### Exercise goal
Only one stretch of the data below is wanted: the lines from the one with "fn show(&mut self)" through the one with "self.session.app.pool = Some(pool);", repeated exactly.

### Extracted information
----------

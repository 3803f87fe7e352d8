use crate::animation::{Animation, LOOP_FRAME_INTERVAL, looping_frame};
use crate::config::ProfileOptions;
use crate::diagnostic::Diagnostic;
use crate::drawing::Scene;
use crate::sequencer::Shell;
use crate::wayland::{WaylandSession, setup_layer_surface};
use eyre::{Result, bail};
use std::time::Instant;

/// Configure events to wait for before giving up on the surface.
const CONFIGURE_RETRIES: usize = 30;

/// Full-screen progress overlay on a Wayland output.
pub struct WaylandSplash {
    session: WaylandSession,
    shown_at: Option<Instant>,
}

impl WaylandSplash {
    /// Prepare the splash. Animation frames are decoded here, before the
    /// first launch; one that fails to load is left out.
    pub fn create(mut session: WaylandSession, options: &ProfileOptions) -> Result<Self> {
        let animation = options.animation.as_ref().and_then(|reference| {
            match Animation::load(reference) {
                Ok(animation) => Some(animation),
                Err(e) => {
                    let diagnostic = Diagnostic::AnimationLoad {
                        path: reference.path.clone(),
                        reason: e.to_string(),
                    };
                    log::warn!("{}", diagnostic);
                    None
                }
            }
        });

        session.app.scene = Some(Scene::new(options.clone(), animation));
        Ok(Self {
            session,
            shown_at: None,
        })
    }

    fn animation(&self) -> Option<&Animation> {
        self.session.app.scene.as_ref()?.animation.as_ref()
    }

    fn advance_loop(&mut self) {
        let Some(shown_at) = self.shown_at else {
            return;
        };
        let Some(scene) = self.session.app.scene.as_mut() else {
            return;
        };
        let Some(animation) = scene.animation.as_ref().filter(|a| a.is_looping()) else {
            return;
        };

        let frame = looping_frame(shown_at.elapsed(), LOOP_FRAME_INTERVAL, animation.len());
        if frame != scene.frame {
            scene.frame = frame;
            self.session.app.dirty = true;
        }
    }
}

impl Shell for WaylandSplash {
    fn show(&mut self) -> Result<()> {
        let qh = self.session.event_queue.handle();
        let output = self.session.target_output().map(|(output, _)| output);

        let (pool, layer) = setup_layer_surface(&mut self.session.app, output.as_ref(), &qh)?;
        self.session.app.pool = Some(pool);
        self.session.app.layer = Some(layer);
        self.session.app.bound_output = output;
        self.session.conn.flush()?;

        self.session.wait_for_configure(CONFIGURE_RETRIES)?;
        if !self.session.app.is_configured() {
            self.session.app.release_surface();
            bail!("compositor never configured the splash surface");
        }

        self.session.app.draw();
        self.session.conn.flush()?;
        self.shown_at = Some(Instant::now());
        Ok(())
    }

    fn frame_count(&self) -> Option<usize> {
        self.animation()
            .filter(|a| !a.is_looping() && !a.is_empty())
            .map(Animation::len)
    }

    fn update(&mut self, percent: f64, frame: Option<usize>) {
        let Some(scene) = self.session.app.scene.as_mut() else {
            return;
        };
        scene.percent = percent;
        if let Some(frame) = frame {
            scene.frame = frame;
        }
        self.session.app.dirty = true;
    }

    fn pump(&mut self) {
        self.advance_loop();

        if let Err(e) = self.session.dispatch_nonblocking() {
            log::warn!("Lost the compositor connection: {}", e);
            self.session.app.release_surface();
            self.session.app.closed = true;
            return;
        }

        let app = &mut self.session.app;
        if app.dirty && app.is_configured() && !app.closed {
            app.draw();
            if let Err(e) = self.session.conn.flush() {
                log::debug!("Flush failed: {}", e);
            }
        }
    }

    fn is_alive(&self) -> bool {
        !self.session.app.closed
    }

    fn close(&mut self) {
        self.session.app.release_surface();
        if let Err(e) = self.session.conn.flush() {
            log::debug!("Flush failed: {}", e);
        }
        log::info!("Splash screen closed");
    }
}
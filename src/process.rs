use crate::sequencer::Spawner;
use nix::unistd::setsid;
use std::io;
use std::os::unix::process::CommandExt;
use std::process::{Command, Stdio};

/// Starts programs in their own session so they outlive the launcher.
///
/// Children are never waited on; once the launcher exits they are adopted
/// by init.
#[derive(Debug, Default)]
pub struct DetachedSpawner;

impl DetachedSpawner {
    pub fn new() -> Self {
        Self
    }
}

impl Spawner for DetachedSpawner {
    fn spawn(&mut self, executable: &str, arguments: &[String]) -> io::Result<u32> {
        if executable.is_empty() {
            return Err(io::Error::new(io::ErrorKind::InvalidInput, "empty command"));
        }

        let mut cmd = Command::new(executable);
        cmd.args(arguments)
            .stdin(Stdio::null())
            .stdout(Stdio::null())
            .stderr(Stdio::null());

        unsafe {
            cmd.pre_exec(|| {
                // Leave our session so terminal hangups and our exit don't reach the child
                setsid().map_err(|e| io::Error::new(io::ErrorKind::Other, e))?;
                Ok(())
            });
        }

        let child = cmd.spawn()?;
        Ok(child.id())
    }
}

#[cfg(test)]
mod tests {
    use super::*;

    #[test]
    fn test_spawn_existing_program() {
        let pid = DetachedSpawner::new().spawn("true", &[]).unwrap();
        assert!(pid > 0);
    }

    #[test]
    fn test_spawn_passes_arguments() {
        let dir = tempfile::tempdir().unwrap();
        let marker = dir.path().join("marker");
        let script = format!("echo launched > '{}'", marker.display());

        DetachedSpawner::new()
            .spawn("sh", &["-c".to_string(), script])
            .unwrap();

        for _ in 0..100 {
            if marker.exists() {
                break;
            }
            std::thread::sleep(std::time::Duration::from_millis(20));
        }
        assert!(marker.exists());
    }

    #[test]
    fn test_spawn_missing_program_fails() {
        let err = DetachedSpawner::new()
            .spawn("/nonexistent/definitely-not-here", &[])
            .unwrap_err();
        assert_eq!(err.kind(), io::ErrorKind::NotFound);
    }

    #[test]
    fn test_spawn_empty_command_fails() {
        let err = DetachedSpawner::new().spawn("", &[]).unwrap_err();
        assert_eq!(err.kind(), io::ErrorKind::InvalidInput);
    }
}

----------

### Answer for this exercise
    fn show(&mut self) -> Result<()> {
        let qh = self.session.event_queue.handle();
        let output = self.session.target_output().map(|(output, _)| output);

        let (pool, layer) = setup_layer_surface(&mut self.session.app, output.as_ref(), &qh)?;
        self.session.app.pool = Some(pool);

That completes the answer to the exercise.